Мы сначала не понимали, для чего он понадобится, и узнали лишь тогда, когда англичане приказали завести в него всех лошадей в количестве одной тысячи и всех верблюдов. Всех их перестреляли, после чего машина засыпала ров и заравняли землю. Все оставшиеся казачьи коровы были перерезаны.
Девятого июля к нам приехал лейтенант и спросил, нет ли между нами хорошего шорника, если есть и желает, то он будет при английской команде оправлять седла.
Хорошо зная это дело, согласился я.
Оказывается, что у англичан уже работают один шорник (кабардинец) и ветеринарный фельдшер. Кроме того, шесть человек смотрят за восемью лучшими лошадьми, отобранными лейтенантом.
Семнадцатого июля всех нас вместе с лошадьми перебросили в Клагенфурт, где стоял 4-й Гусарский полк имени Королевы. При этом полку оказалось еще 23 лучших казачьих лошади, а всего, с приведенными нами, оказалось 41. Их также обслуживали казаки. Кроме того, в этом полку 11 казаков работали на кухне.
Наш лейтенант вернулся к табунам и, как потом мы слышали, лошади были куда-то отправлены в сопровождении английских солдат, а казаки распущены и поступили на работы — кто к крестьянам, кто на железную дорогу, кто на лесные работы.

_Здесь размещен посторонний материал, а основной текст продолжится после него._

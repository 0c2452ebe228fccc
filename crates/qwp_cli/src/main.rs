//! QWP CLI — command-line front end of the quadratic wirelength placer.
//!
//! Provides `qwp init` to write a default `qwp.toml` and `qwp place` to
//! place a netlist document and write the element positions.

#![warn(missing_docs)]

mod init;
mod place;

use std::process;

use clap::{Parser, Subcommand, ValueEnum};
use tracing::Level;

/// QWP — recursive quadratic wirelength placement.
#[derive(Parser, Debug)]
#[command(name = "qwp", version, about = "Quadratic wirelength placer")]
pub struct Cli {
    /// Suppress all output except errors.
    #[arg(short, long, global = true)]
    pub quiet: bool,

    /// Enable verbose (debug-level) output.
    #[arg(short, long, global = true)]
    pub verbose: bool,

    /// Control colored output.
    #[arg(long, global = true, value_enum, default_value_t = ColorChoice::Auto)]
    pub color: ColorChoice,

    /// Path to a `qwp.toml` file or a directory containing one.
    #[arg(long, global = true)]
    pub config: Option<String>,

    /// The subcommand to run.
    #[command(subcommand)]
    pub command: Command,
}

/// Available CLI commands.
#[derive(Subcommand, Debug)]
pub enum Command {
    /// Write a `qwp.toml` with default settings.
    Init {
        /// Directory to write into. Defaults to the current directory.
        dir: Option<String>,
    },
    /// Place a netlist and write element positions.
    Place(PlaceArgs),
}

/// Arguments for the `qwp place` subcommand.
#[derive(Parser, Debug)]
pub struct PlaceArgs {
    /// Netlist JSON document.
    pub netlist: String,

    /// Tie input ports to the left border and output ports to the right.
    #[arg(long)]
    pub ltr: bool,

    /// Order ports alphabetically along the secondary axis.
    #[arg(long)]
    pub alpha: bool,

    /// Number of grid divisions per axis.
    #[arg(long, value_parser = clap::value_parser!(u32).range(1..))]
    pub grid: Option<u32>,

    /// Seed of the random generator.
    #[arg(long, value_parser = clap::value_parser!(u32).range(1..))]
    pub seed: Option<u32>,

    /// Nets touching more nodes than this are ignored.
    #[arg(long, value_parser = clap::value_parser!(u64).range(2..))]
    pub max_net_degree: Option<u64>,

    /// Axis solved first.
    #[arg(long, value_enum)]
    pub first_axis: Option<AxisArg>,

    /// Linear solver for the normal equations.
    #[arg(long, value_enum)]
    pub solver: Option<SolverArg>,

    /// Output format for positions.
    #[arg(short, long, value_enum, default_value_t = OutputFormat::Json)]
    pub format: OutputFormat,

    /// Write positions to this file instead of stdout.
    #[arg(short, long)]
    pub output: Option<String>,

    /// Also write a matplotlib script of the placed graph.
    #[arg(long)]
    pub plot: Option<String>,

    /// Output format for diagnostics.
    #[arg(long, value_enum, default_value_t = ReportFormat::Text)]
    pub diagnostics: ReportFormat,
}

/// Placement axis selection.
#[derive(Clone, Copy, Debug, PartialEq, Eq, ValueEnum)]
pub enum AxisArg {
    /// Horizontal.
    X,
    /// Vertical.
    Y,
}

/// Linear solver selection.
#[derive(Clone, Copy, Debug, PartialEq, Eq, ValueEnum)]
pub enum SolverArg {
    /// Gaussian elimination without pivoting.
    Gaussian,
    /// Gaussian elimination with partial pivoting.
    Pivoting,
}

/// Position output format.
#[derive(Clone, Copy, Debug, PartialEq, Eq, ValueEnum)]
pub enum OutputFormat {
    /// `{"name": [x, y]}` object.
    Json,
    /// One `name x y` line per element.
    Text,
}

/// Controls whether colored output is produced.
#[derive(Clone, Copy, Debug, PartialEq, Eq, ValueEnum)]
pub enum ColorChoice {
    /// Detect from terminal capabilities.
    Auto,
    /// Always produce colored output.
    Always,
    /// Never produce colored output.
    Never,
}

/// Diagnostic output format.
#[derive(Clone, Copy, Debug, PartialEq, Eq, ValueEnum)]
pub enum ReportFormat {
    /// Human-readable terminal output.
    Text,
    /// One JSON object per line.
    Json,
}

/// Global settings derived from CLI flags.
pub struct GlobalArgs {
    /// Whether to suppress non-error output.
    pub quiet: bool,
    /// Whether to print verbose/debug information.
    pub verbose: bool,
    /// Whether to use colored output.
    pub color: bool,
    /// Optional path to a custom config file.
    pub config: Option<String>,
}

fn main() {
    let cli = Cli::parse();

    let color = match cli.color {
        ColorChoice::Auto => std::env::var("TERM").is_ok(),
        ColorChoice::Always => true,
        ColorChoice::Never => false,
    };

    init_logging(cli.quiet, cli.verbose, color);

    let global = GlobalArgs {
        quiet: cli.quiet,
        verbose: cli.verbose,
        color,
        config: cli.config,
    };

    let result = match cli.command {
        Command::Init { dir } => init::run(dir, &global),
        Command::Place(ref args) => place::run(args, &global),
    };

    match result {
        Ok(code) => process::exit(code),
        Err(e) => {
            eprintln!("error: {e}");
            process::exit(1);
        }
    }
}

/// Maps the verbosity flags to a maximum tracing level.
fn log_level(quiet: bool, verbose: bool) -> Level {
    if quiet {
        Level::ERROR
    } else if verbose {
        Level::DEBUG
    } else {
        Level::WARN
    }
}

fn init_logging(quiet: bool, verbose: bool, color: bool) {
    let _ = tracing_subscriber::fmt()
        .with_max_level(log_level(quiet, verbose))
        .with_target(false)
        .with_ansi(color)
        .with_writer(std::io::stderr)
        .try_init();
}
//! Placement error types.

use qwp_config::Axis;

/// Failures that abort a placement run.
///
/// None of these are recoverable: they mean the graph, a projection step or
/// the numerical solve produced a state the algorithm does not allow.
#[derive(Debug, Clone, PartialEq, thiserror::Error)]
pub enum PlaceError {
    /// A solved coordinate left its region's tolerance band.
    #[error(
        "node {node} has {axis} = {value} outside the region [{low}, {high}] (tolerance included)"
    )]
    OutOfBounds {
        /// Index of the node in the graph of the failing call.
        node: usize,
        /// Name of the element, `None` for placeholders and terminals.
        element: Option<String>,
        /// The axis that was checked.
        axis: Axis,
        /// The offending coordinate.
        value: f64,
        /// Lower limit including tolerance.
        low: f64,
        /// Upper limit including tolerance.
        high: f64,
    },

    /// The solver returned NaN or infinity for a free node.
    #[error("solve on axis {axis} produced a non-finite value for node {node}")]
    NonFinite {
        /// Index of the node in the graph of the failing call.
        node: usize,
        /// The axis being solved.
        axis: Axis,
    },

    /// The generator was seeded with zero, which xorshift never leaves.
    #[error("placement seed must be non-zero")]
    ZeroSeed,

    /// The linear solver rejected the system.
    #[error(transparent)]
    Solve(#[from] SolveError),
}

/// Errors reported by a [`LinearSolver`](crate::LinearSolver).
#[derive(Debug, Clone, PartialEq, thiserror::Error)]
pub enum SolveError {
    /// Matrix and right-hand side do not describe a square system.
    #[error("cannot solve a {rows}x{cols} system with a right-hand side of length {rhs}")]
    DimensionMismatch {
        /// Matrix rows.
        rows: usize,
        /// Matrix columns.
        cols: usize,
        /// Length of the right-hand side.
        rhs: usize,
    },

    /// No usable pivot was found for a column.
    #[error("matrix is singular at column {column}")]
    Singular {
        /// The column without a usable pivot.
        column: usize,
    },
}

/// Result alias used throughout the placer.
pub type PlaceResult<T> = Result<T, PlaceError>;

#[cfg(test)]
mod tests {
    use super::*;

    #[test]
    fn display_out_of_bounds() {
        let err = PlaceError::OutOfBounds {
            node: 3,
            element: Some("u1".into()),
            axis: Axis::Y,
            value: 1.5,
            low: -0.1,
            high: 1.1,
        };
        assert_eq!(
            err.to_string(),
            "node 3 has y = 1.5 outside the region [-0.1, 1.1] (tolerance included)"
        );
    }

    #[test]
    fn solve_error_is_transparent() {
        let err: PlaceError = SolveError::Singular { column: 2 }.into();
        assert_eq!(err.to_string(), "matrix is singular at column 2");
    }
}
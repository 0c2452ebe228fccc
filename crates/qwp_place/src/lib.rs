//! Recursive quadratic-wirelength placement.
//!
//! Places the elements of a design in the unit square so that connected
//! elements end up close together. The engine builds a weighted graph from
//! the design's nets, solves a least-squares problem along one axis,
//! splits the elements at the median and recurses on both halves with the
//! axes exchanged until regions reach grid resolution.
//!
//! # Pipeline
//!
//! 1. **Build** — nodes for elements (and boundary terminals when a terminal
//!    constraint is enabled), clique-expanded nets as edges
//! 2. **Solve** — normal equations of the jittered observation system
//! 3. **Split** — median bisection with placeholders for crossing edges
//! 4. **Report** — final `(x, y)` per element through a [`PositionSink`]
//!
//! # Usage
//!
//! ```ignore
//! use qwp_place::{place_netlist, PlacerConfig};
//!
//! let (placement, report) = place_netlist(&netlist, &PlacerConfig::default(), &sink)?;
//! for (name, p) in placement.iter() {
//!     println!("{name} {} {}", p.x, p.y);
//! }
//! ```

#![warn(missing_docs)]

pub mod builder;
pub mod error;
pub mod graph;
pub mod ids;
pub mod placer;
pub mod plot;
pub mod rng;
pub mod sink;
pub mod solver;
pub mod source;
pub mod system;

pub use builder::{build_graph, BuiltGraph};
pub use error::{PlaceError, PlaceResult, SolveError};
pub use graph::{Graph, Node};
pub use ids::ElementSlot;
pub use placer::{Interval, PlaceStats, Region};
pub use plot::write_pyplot;
pub use qwp_config::{Axis, PlacerConfig, SolverKind};
pub use rng::Xorshift32;
pub use sink::{Placement, Point, PositionSink};
pub use solver::{solver_for, GaussianElimination, LinearSolver, PartialPivoting};
pub use source::{BoundaryWire, PlaceableElement, PlacementSource};

use placer::Placer;
use qwp_diagnostics::{Diagnostic, DiagnosticCode, DiagnosticSink};
use qwp_netlist::Netlist;
use tracing::info;

/// What a successful run produced besides the positions.
#[derive(Debug, Clone)]
pub struct PlaceReport {
    /// Run counters.
    pub stats: PlaceStats,
    /// Number of placed elements.
    pub elements: usize,
    /// Number of boundary terminal nodes.
    pub terminals: usize,
    /// The top-level graph with final coordinates.
    pub graph: Graph,
}

/// Places every element of `source` and reports each position to
/// `positions`.
///
/// Dropped nets are reported to `sink` as warnings. On success a summary
/// note is emitted; on failure an error diagnostic is emitted and the error
/// is returned. No position is reported unless the whole run succeeds.
pub fn place<S, P>(
    source: &S,
    config: &PlacerConfig,
    sink: &DiagnosticSink,
    positions: &mut P,
) -> PlaceResult<PlaceReport>
where
    S: PlacementSource + ?Sized,
    P: PositionSink<S::Key> + ?Sized,
{
    if config.seed == 0 {
        return fail(sink, PlaceError::ZeroSeed);
    }

    let mut rng = Xorshift32::new(config.seed);
    let built = build_graph(source, config, &mut rng, sink);
    let solver = solver_for(config.solver);
    info!(
        elements = built.keys.len(),
        terminals = built.terminals,
        edges = built.graph.edge_count(),
        solver = solver.name(),
        grid = config.grid_resolution(),
        "starting placement"
    );

    let mut placer = Placer::new(
        config.grid_resolution(),
        &mut rng,
        solver.as_ref(),
        &built.names,
    );
    let result = placer.run(built.graph);
    let mut stats = placer.stats;
    stats.dropped_nets = built.dropped_nets;

    let graph = match result {
        Ok(graph) => graph,
        Err(err) => return fail(sink, err),
    };

    for node in &graph.nodes {
        if let Some(slot) = node.element {
            let idx = slot.index();
            positions.record(built.keys[idx], &built.names[idx], node.point(graph.axis));
        }
    }

    sink.emit(
        Diagnostic::note(
            DiagnosticCode::RUN_SUMMARY,
            format!(
                "placed {} elements in {} regions",
                built.keys.len(),
                stats.leaves
            ),
        )
        .with_note(format!(
            "{} solves, depth {}, {} placeholders, {} dropped nets",
            stats.solves, stats.max_depth, stats.placeholders, stats.dropped_nets
        )),
    );
    info!(
        solves = stats.solves,
        leaves = stats.leaves,
        max_depth = stats.max_depth,
        "placement finished"
    );

    Ok(PlaceReport {
        stats,
        elements: built.keys.len(),
        terminals: built.terminals,
        graph,
    })
}

fn fail<T>(sink: &DiagnosticSink, err: PlaceError) -> PlaceResult<T> {
    let mut diag = Diagnostic::error(DiagnosticCode::PLACEMENT_FAILED, err.to_string());
    if let PlaceError::OutOfBounds {
        element: Some(name),
        ..
    } = &err
    {
        diag = diag.with_subject(name.clone());
    }
    if matches!(err, PlaceError::NonFinite { .. } | PlaceError::Solve(_)) {
        diag = diag.with_help("try `solver = \"pivoting\"` or a different seed");
    }
    sink.emit(diag);
    Err(err)
}

/// Places the selected elements of a netlist and collects the positions by
/// element name.
pub fn place_netlist(
    netlist: &Netlist,
    config: &PlacerConfig,
    sink: &DiagnosticSink,
) -> PlaceResult<(Placement, PlaceReport)> {
    let mut placement = Placement::new();
    let report = place(netlist, config, sink, &mut placement)?;
    Ok((placement, report))
}

#[cfg(test)]
mod tests {
    use super::*;
    use qwp_diagnostics::Severity;
    use qwp_netlist::PortDirection;

    fn chain(n: usize) -> Netlist {
        let mut nl = Netlist::new("chain");
        let mut prev = nl.add_wire("in", 1, Some(PortDirection::Input)).unwrap();
        for i in 0..n {
            let dir = (i + 1 == n).then_some(PortDirection::Output);
            let next = nl.add_wire(format!("n{i}"), 1, dir).unwrap();
            let e = nl.add_element(format!("buf{i}"), "$buf").unwrap();
            nl.connect(e, "A", nl.wire_bits(prev)).unwrap();
            nl.connect(e, "Y", nl.wire_bits(next)).unwrap();
            prev = next;
        }
        nl
    }

    #[test]
    fn every_element_gets_a_position() {
        let nl = chain(6);
        let sink = DiagnosticSink::new();
        let (placement, report) = place_netlist(&nl, &PlacerConfig::default(), &sink).unwrap();
        assert_eq!(placement.len(), 6);
        assert_eq!(report.elements, 6);
        assert_eq!(report.terminals, 0);
        for (_, p) in placement.iter() {
            assert!((-0.1..=1.1).contains(&p.x));
            assert!((-0.1..=1.1).contains(&p.y));
        }
        let diags = sink.diagnostics();
        assert_eq!(diags.len(), 1);
        assert_eq!(diags[0].code, DiagnosticCode::RUN_SUMMARY);
    }

    #[test]
    fn sink_receives_keys_in_source_order() {
        let nl = chain(3);
        let sink = DiagnosticSink::new();
        let mut seen = Vec::new();
        let mut record = |key: qwp_netlist::ElementId, name: &str, _p: Point| {
            seen.push((key.index(), name.to_string()));
        };
        place(&nl, &PlacerConfig::default(), &sink, &mut record).unwrap();
        assert_eq!(
            seen,
            vec![(0, "buf0".into()), (1, "buf1".into()), (2, "buf2".into())]
        );
    }

    #[test]
    fn zero_seed_is_rejected() {
        let nl = chain(2);
        let sink = DiagnosticSink::new();
        let config = PlacerConfig {
            seed: 0,
            ..PlacerConfig::default()
        };
        let err = place_netlist(&nl, &config, &sink).unwrap_err();
        assert_eq!(err, PlaceError::ZeroSeed);
        assert!(sink.has_errors());
        assert_eq!(sink.diagnostics()[0].severity, Severity::Error);
    }

    #[test]
    fn empty_netlist_places_nothing() {
        let nl = Netlist::new("empty");
        let sink = DiagnosticSink::new();
        let (placement, report) = place_netlist(&nl, &PlacerConfig::default(), &sink).unwrap();
        assert!(placement.is_empty());
        assert_eq!(report.stats.solves, 1);
        assert_eq!(report.stats.leaves, 1);
    }

    #[test]
    fn first_axis_y_reports_x_and_y_correctly() {
        let nl = chain(4);
        let sink = DiagnosticSink::new();
        let config = PlacerConfig {
            first_axis: Axis::Y,
            left_to_right: true,
            ..PlacerConfig::default()
        };
        let (_, report) = place_netlist(&nl, &config, &sink).unwrap();
        assert_eq!(report.graph.axis, Axis::Y);
        // the input terminal is tied on the primary axis, now y
        let terminal = &report.graph.nodes[0];
        assert!(terminal.tied);
        assert_eq!(terminal.point(report.graph.axis).y, 0.0);
    }
}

Гусарский полк (а с ним и мы) несколько раз менял стоянку и оказался 30 октября в Триесте. Нам, казакам, работавшим при полку, было предложено подписать контракт на год, что мы и сделали. Нам выдали английскую одежду и предупредили, что когда мы выходим из расположения полка в город, чтобы не говорили по-русски, так как там есть советские офицеры и солдаты и они не должны знать, что мы находимся в английском полку.